— Exercise objective —
Nothing outside the stretch is wanted. Repeat exactly the lines of the listing below from the one that contains "pub fn purge(&self)" through the one that contains "let fut = Session::from_request(req, payload);", both ends included.

— Extracted data —
※

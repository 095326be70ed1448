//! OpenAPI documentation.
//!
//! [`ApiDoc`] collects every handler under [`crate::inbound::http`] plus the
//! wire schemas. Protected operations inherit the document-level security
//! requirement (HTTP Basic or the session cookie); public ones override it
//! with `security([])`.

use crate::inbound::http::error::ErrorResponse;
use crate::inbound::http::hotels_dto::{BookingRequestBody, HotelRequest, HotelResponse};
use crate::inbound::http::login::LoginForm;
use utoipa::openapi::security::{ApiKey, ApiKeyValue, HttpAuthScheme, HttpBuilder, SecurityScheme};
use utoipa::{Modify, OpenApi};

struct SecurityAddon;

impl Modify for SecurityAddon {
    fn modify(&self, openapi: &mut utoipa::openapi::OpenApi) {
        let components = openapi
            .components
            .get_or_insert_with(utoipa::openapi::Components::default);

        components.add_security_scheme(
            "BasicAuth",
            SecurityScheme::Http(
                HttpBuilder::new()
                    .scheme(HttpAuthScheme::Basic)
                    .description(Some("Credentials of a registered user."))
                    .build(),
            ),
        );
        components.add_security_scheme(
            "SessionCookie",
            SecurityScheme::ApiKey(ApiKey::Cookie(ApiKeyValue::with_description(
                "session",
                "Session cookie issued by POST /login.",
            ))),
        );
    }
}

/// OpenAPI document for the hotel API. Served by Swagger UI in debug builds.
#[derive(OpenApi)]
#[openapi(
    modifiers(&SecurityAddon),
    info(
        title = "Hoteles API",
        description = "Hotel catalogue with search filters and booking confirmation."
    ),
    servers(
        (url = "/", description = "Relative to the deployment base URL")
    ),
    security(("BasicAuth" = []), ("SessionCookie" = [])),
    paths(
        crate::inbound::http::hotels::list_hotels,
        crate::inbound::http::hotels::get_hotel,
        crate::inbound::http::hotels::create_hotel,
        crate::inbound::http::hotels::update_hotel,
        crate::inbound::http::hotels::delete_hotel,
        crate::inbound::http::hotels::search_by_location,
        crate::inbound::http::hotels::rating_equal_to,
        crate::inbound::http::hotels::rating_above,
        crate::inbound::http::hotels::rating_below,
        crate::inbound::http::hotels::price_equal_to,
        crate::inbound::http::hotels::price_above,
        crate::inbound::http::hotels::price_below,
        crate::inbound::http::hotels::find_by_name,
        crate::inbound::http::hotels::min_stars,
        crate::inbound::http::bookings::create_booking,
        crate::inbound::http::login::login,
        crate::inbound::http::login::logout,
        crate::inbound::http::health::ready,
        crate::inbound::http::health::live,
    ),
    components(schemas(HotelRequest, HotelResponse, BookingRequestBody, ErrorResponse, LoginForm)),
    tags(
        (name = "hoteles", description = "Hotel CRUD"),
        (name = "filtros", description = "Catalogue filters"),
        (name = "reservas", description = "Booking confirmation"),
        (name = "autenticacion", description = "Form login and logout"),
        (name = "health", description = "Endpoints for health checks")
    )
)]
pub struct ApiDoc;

※

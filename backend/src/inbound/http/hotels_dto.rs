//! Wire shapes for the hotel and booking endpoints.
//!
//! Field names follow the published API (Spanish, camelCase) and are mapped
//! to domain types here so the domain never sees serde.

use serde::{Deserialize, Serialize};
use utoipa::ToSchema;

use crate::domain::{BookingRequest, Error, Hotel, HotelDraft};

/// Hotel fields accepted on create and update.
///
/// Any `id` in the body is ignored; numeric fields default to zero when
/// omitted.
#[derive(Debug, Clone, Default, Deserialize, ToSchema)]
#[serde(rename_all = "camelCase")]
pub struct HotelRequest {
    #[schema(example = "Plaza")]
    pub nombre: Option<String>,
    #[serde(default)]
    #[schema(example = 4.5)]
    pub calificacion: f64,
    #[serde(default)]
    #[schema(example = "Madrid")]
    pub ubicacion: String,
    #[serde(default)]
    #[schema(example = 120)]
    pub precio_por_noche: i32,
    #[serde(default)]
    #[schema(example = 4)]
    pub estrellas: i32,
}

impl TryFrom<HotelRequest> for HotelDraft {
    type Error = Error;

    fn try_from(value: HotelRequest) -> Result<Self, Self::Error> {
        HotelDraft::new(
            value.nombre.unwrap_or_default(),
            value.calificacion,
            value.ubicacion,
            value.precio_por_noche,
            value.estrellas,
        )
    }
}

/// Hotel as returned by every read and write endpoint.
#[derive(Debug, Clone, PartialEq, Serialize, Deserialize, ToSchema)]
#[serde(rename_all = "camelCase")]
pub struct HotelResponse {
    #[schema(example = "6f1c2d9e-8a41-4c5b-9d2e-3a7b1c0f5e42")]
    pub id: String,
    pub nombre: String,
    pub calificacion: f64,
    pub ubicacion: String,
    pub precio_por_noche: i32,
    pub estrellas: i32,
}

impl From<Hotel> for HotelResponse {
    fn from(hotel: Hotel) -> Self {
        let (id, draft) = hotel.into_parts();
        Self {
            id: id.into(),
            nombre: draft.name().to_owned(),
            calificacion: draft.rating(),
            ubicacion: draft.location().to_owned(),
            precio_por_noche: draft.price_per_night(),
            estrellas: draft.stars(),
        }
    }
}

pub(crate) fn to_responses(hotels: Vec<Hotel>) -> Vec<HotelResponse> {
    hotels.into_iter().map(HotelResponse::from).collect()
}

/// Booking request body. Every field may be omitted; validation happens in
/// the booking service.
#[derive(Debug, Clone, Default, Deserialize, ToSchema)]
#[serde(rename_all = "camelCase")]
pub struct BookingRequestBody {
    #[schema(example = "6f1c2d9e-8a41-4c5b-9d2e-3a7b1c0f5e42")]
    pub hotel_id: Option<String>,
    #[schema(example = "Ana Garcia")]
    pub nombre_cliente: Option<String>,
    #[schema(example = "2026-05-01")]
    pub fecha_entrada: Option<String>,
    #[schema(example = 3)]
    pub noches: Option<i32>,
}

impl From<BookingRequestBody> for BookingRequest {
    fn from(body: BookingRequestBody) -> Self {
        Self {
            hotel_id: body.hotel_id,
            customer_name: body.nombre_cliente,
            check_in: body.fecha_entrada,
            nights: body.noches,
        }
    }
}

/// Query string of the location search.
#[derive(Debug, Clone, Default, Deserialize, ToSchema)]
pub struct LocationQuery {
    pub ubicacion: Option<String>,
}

※

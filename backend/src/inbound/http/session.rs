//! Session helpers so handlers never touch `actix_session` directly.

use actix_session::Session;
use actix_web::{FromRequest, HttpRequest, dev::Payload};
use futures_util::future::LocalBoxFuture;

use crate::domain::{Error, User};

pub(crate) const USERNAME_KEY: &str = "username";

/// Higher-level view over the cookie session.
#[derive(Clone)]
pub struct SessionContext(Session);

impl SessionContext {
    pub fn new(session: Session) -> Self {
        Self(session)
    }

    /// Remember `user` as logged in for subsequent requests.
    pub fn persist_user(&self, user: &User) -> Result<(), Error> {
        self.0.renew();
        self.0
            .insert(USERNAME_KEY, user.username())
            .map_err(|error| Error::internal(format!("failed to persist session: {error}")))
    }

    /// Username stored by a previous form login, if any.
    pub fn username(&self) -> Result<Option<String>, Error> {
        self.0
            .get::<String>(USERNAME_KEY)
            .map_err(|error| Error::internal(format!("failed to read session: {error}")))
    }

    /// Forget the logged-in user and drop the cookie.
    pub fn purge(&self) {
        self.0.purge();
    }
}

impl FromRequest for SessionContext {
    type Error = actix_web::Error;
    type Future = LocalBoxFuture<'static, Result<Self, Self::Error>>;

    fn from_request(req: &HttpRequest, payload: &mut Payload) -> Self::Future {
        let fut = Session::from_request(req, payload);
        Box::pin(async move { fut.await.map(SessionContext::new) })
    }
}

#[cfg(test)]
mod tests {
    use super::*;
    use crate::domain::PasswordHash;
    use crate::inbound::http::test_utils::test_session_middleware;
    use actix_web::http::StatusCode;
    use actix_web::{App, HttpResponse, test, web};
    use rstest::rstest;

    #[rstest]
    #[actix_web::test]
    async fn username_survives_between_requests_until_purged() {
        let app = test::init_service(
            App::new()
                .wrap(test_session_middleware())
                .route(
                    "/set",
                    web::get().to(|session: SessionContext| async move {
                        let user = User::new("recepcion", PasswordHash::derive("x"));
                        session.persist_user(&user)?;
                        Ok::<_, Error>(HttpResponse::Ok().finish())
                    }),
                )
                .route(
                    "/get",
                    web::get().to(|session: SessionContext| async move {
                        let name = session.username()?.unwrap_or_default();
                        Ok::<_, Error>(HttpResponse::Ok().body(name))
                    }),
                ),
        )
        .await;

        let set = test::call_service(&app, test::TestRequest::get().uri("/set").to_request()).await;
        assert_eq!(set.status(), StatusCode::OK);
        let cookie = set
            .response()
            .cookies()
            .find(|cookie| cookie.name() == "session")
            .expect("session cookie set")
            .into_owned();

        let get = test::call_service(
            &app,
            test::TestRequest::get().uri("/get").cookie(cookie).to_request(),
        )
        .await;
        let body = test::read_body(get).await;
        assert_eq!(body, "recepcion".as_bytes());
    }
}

※

— Problem solution —
    pub fn purge(&self) {
        self.0.purge();
    }
}

impl FromRequest for SessionContext {
    type Error = actix_web::Error;
    type Future = LocalBoxFuture<'static, Result<Self, Self::Error>>;

    fn from_request(req: &HttpRequest, payload: &mut Payload) -> Self::Future {
        let fut = Session::from_request(req, payload);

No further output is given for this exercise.